"Tout ce qui ressemble à un emprisonnement me rend enragée"
Depuis plusieurs mois je voulais me lancer à la découverte de Colette, dont je ne connaissais pas encore l'œuvre. Mais, par où commencer ? C'est dans le cadre de mon travail que j'ai donc eu l'occasion de lire Claudine à l'école.
Je dois avouer que je me faisais de Colette une fausse image. Je savais bien que son œuvre avait scandalisé, mais un scandale de 1900 ne devait sûrement pas être bien méchant.
J'ai découvert un roman qui a une incroyable liberté de ton. Les sujets qui sont traités sont étonnants pour cette époque. Ainsi que la façon de les traiter, directe, crue. Les lectures émoustillantes des demoiselles de quinze ans, les embrassades des institutrices (qui laissent deviner d'autres actes plus secrets), le délégué cantonal qui aime beaucoup les petites filles (mais vraiment beaucoup !)...
Tout cela est vu et décrit par une jeune fille de quinze ans dont l'acuité du regard n'a d'égale que la perfidie des descriptions. En effet, Colette sait, en deux phrases, présenter un personnage d'une façon inoubliable. Un vêtement, une attitude, deux ou trois phrases et le caractère est dessiné. Et sans complaisance, que le personnage soit ou non son ami(e). Car Claudine n'a d'indulgence pour personne, mais sans jamais sombrer dans la méchanceté : c'est souvent moqueur, très drôle, mais toujours léger. Les garçons lourdauds, le ministre suant (dans tous les sens du terme), les paysannes qui tentent de passer leur examen, tout est remarquablement représenté, donnant à l'ensemble une vie et une réalité saisissante. Loin des grands romans classiques de cette époque, la narration de Colette n'étouffe pas sous les descriptions interminables mais privilégie la vie et l'harmonie du tout.

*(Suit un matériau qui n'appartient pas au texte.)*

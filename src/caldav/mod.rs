//! CalDAV adapter: the [`RemoteCalendar`] implementation used in production.
//!
//! Connecting discovers the current-user-principal and calendar-home-set,
//! then locates (or creates) the configured collection. All object
//! operations address `<collection>/<uid>.ics` so that upserts are
//! idempotent by identifier.

pub mod client;
pub mod xml;

use std::time::Duration;

use tracing::{debug, info, warn};

use farmhouse_core::{
    DateRange, ObjectKind, RemoteObject, SyncError, SyncResult, parse_object,
};
use farmhouse_core::CodecConfig;

use crate::config::SyncConfig;
use crate::remote::{Lookup, RemoteCalendar};
use client::DavClient;

const RETRY_BACKOFF: Duration = Duration::from_millis(500);

const PROPFIND_PRINCIPAL: &str = r#"<?xml version="1.0" encoding="UTF-8"?>
<d:propfind xmlns:d="DAV:">
  <d:prop>
    <d:current-user-principal/>
  </d:prop>
</d:propfind>"#;

const PROPFIND_HOME_SET: &str = r#"<?xml version="1.0" encoding="UTF-8"?>
<d:propfind xmlns:d="DAV:" xmlns:c="urn:ietf:params:xml:ns:caldav">
  <d:prop>
    <c:calendar-home-set/>
  </d:prop>
</d:propfind>"#;

const PROPFIND_COLLECTIONS: &str = r#"<?xml version="1.0" encoding="UTF-8"?>
<d:propfind xmlns:d="DAV:" xmlns:c="urn:ietf:params:xml:ns:caldav">
  <d:prop>
    <d:displayname/>
    <d:resourcetype/>
  </d:prop>
</d:propfind>"#;

/// A connected remote calendar collection.
pub struct CalDavRemote {
    client: DavClient,
    collection_url: String,
    codec: CodecConfig,
}

impl CalDavRemote {
    /// Connect, authenticate, and resolve the target collection.
    ///
    /// Any failure before the collection is resolved aborts the cycle: either
    /// the server is unreachable/rejecting us (`Connection`) or no usable
    /// collection exists (`Config`).
    pub async fn connect(config: &SyncConfig) -> SyncResult<Self> {
        let codec = config.codec()?;
        let client = DavClient::new(config)?;
        let origin = origin_of(&config.server_url)?;

        let body = client
            .propfind(&config.server_url, PROPFIND_PRINCIPAL, 0)
            .await
            .map_err(as_connection)?;
        let principal = xml::parse_href_prop(&body, "current-user-principal")?
            .ok_or_else(|| SyncError::Connection("server reported no principal".to_string()))?;
        debug!(principal, "discovered principal");

        let principal_url = join_origin(&origin, &principal);
        let body = client
            .propfind(&principal_url, PROPFIND_HOME_SET, 0)
            .await
            .map_err(as_connection)?;
        let home = xml::parse_href_prop(&body, "calendar-home-set")?.ok_or_else(|| {
            SyncError::Connection("principal reported no calendar home set".to_string())
        })?;
        let home_url = join_origin(&origin, &home);

        let collection_href =
            get_or_create_collection(&client, &home_url, &config.collection).await?;
        let collection_url = join_origin(&origin, &collection_href);
        info!(collection = %collection_url, "connected to remote calendar");

        Ok(CalDavRemote {
            client,
            collection_url,
            codec,
        })
    }

    fn object_url(&self, uid: &str) -> String {
        format!("{}/{}.ics", self.collection_url.trim_end_matches('/'), uid)
    }
}

impl RemoteCalendar for CalDavRemote {
    async fn list_objects(
        &self,
        kind: ObjectKind,
        range: Option<&DateRange>,
    ) -> SyncResult<Vec<RemoteObject>> {
        let body = calendar_query_body(kind, range);
        let response = with_retry("list_objects", || {
            self.client.report(&self.collection_url, &body)
        })
        .await?;

        let mut objects = Vec::new();
        for resource in xml::parse_resources(&response)? {
            match parse_object(&resource.data, &self.codec) {
                Ok(object) => objects.push(object),
                Err(e) => {
                    // One bad object never aborts the listing.
                    warn!(href = %resource.href, error = %e, "skipping malformed object");
                }
            }
        }
        Ok(objects)
    }

    async fn find_by_id(&self, uid: &str) -> SyncResult<Lookup> {
        let url = self.object_url(uid);
        match with_retry("find_by_id", || self.client.get(&url)).await? {
            Some(text) => Ok(Lookup::Found(parse_object(&text, &self.codec)?)),
            None => Ok(Lookup::Absent),
        }
    }

    async fn upsert(&self, uid: &str, ics: &str) -> SyncResult<()> {
        let url = self.object_url(uid);
        with_retry("upsert", || self.client.put(&url, ics)).await
    }

    async fn delete(&self, uid: &str) -> SyncResult<()> {
        let url = self.object_url(uid);
        with_retry("delete", || self.client.delete(&url)).await
    }
}

/// Find the collection by display name, else create it, else degrade to the
/// first collection the server offers. The fallback is logged loudly; with no
/// collection at all the cycle cannot run.
async fn get_or_create_collection(
    client: &DavClient,
    home_url: &str,
    name: &str,
) -> SyncResult<String> {
    let body = client
        .propfind(home_url, PROPFIND_COLLECTIONS, 1)
        .await
        .map_err(as_connection)?;
    let collections = xml::parse_collections(&body)?;

    if let Some(existing) = collections
        .iter()
        .find(|c| c.display_name.as_deref() == Some(name))
    {
        return Ok(existing.href.clone());
    }

    let target = format!("{}/{}/", home_url.trim_end_matches('/'), slugify(name));
    match client.mkcalendar(&target, &mkcalendar_body(name)).await {
        Ok(()) => {
            info!(collection = name, href = %target, "created calendar collection");
            Ok(target)
        }
        Err(create_err) => match collections.first() {
            Some(first) => {
                warn!(
                    collection = name,
                    fallback = %first.href,
                    error = %create_err,
                    "collection missing and creation unsupported, degrading to first available collection"
                );
                Ok(first.href.clone())
            }
            None => Err(SyncError::Config(format!(
                "collection '{name}' cannot be found or created: {create_err}"
            ))),
        },
    }
}

fn mkcalendar_body(name: &str) -> String {
    format!(
        r#"<?xml version="1.0" encoding="UTF-8"?>
<C:mkcalendar xmlns:D="DAV:" xmlns:C="urn:ietf:params:xml:ns:caldav">
  <D:set>
    <D:prop>
      <D:displayname>{name}</D:displayname>
    </D:prop>
  </D:set>
</C:mkcalendar>"#
    )
}

/// Build a calendar-query REPORT filtered to one component kind, with an
/// optional server-side time-range filter.
fn calendar_query_body(kind: ObjectKind, range: Option<&DateRange>) -> String {
    let comp = match kind {
        ObjectKind::ScheduledEvent => "VEVENT",
        ObjectKind::ActionItem => "VTODO",
    };
    let time_range = range
        .map(|r| {
            format!(
                r#"<C:time-range start="{}" end="{}"/>"#,
                r.start_stamp(),
                r.end_stamp()
            )
        })
        .unwrap_or_default();

    format!(
        r#"<C:calendar-query xmlns="DAV:" xmlns:C="urn:ietf:params:xml:ns:caldav">
    <prop>
        <getetag/>
        <C:calendar-data/>
    </prop>
    <C:filter>
        <C:comp-filter name="VCALENDAR">
            <C:comp-filter name="{comp}">{time_range}</C:comp-filter>
        </C:comp-filter>
    </C:filter>
</C:calendar-query>"#
    )
}

/// Retry a remote call once on a transient failure.
async fn with_retry<T, F, Fut>(op: &str, f: F) -> SyncResult<T>
where
    F: Fn() -> Fut,
    Fut: Future<Output = SyncResult<T>>,
{
    match f().await {
        Err(SyncError::Transient(first)) => {
            warn!(op, error = %first, "transient failure, retrying once");
            tokio::time::sleep(RETRY_BACKOFF).await;
            f().await
        }
        other => other,
    }
}

/// Connect-phase failures all abort the cycle as connection errors.
fn as_connection(err: SyncError) -> SyncError {
    match err {
        SyncError::Connection(_) | SyncError::Config(_) => err,
        other => SyncError::Connection(other.to_string()),
    }
}

fn origin_of(url: &str) -> SyncResult<String> {
    let parsed = reqwest::Url::parse(url)
        .map_err(|e| SyncError::Config(format!("invalid server URL '{url}': {e}")))?;
    let host = parsed
        .host_str()
        .ok_or_else(|| SyncError::Config(format!("server URL '{url}' has no host")))?;
    Ok(match parsed.port() {
        Some(port) => format!("{}://{}:{}", parsed.scheme(), host, port),
        None => format!("{}://{}", parsed.scheme(), host),
    })
}

/// Servers return path hrefs; absolute URLs pass through untouched.
fn join_origin(origin: &str, href: &str) -> String {
    if href.starts_with("http://") || href.starts_with("https://") {
        href.to_string()
    } else {
        format!("{origin}{href}")
    }
}

fn slugify(name: &str) -> String {
    let slug: String = name
        .to_ascii_lowercase()
        .chars()
        .map(|c| if c.is_ascii_alphanumeric() { c } else { '-' })
        .collect();
    slug.trim_matches('-').to_string()
}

Car malgré les incidents qui émaillent ces quelques derniers mois (de janvier à juillet) d'étude de Claudine à l'école communale, c'est bien un sentiment d'harmonie qui se dégage de tout ça. A l'école, Claudine retrouve sa véritable famille. Il faut dire qu'à la maison, elle est plutôt seule (formidable et hilarant personnage que le père, constamment à côté de la plaque tant il est perdu dans ses études des limaces).
Claudine ne se plaint pas toujours de sa solitude, elle qui revendique sa liberté et qui aime tant les promenades en forêt et les soirées dans la bibliothèques avec la chatte Fanchette. Mais, au détour d'un bal, elle nous avoue sa mélancolie. La solitude n'est pas toujours la meilleure compagnie.

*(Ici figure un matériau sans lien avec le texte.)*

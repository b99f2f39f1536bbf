//! The local task store seam.
//!
//! The store itself (persistence, CRUD API, the domain routers that feed it)
//! lives outside this crate. The engine consumes this narrow interface and
//! writes back only sync state: remote identifiers, the active flag, and
//! completion. Every write is committed per item so a mid-cycle failure
//! loses at most one record's worth of work.

use chrono::{DateTime, Utc};

use farmhouse_core::{LocalRecord, NewRecord, SyncResult};

/// Interface to the external task store.
pub trait TaskStore {
    /// All active records dated within the trailing window of `window_days`,
    /// plus all undated ones.
    fn active_records(&self, window_days: i64) -> SyncResult<Vec<LocalRecord>>;

    /// Persist the remote identifier assigned on first successful push.
    fn set_remote_id(&mut self, record_id: i64, uid: &str) -> SyncResult<()>;

    /// Soft-delete: the record's remote counterpart disappeared.
    fn mark_inactive(&mut self, record_id: i64) -> SyncResult<()>;

    /// Completion reconciled from the remote side.
    fn mark_completed(&mut self, record_id: i64, at: DateTime<Utc>) -> SyncResult<()>;

    /// Create a record for a pulled, externally-originated object.
    fn create_record(&mut self, record: NewRecord) -> SyncResult<LocalRecord>;
}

Le roman se présente comme le journal de Claudine, d'où un aspect qui ressemble parfois à une succession de scènes. Le rythme est, dans l'ensemble, rapide. J'ai quand même eu plus de mal avec la scène de la venue du ministre (dernier quart du roman), scène trop longue et qui ne m'a pas paru d'un intérêt flagrant. Mais les ultimes pages rattrapent ce souci et l'ensemble se termine à nouveau à merveille.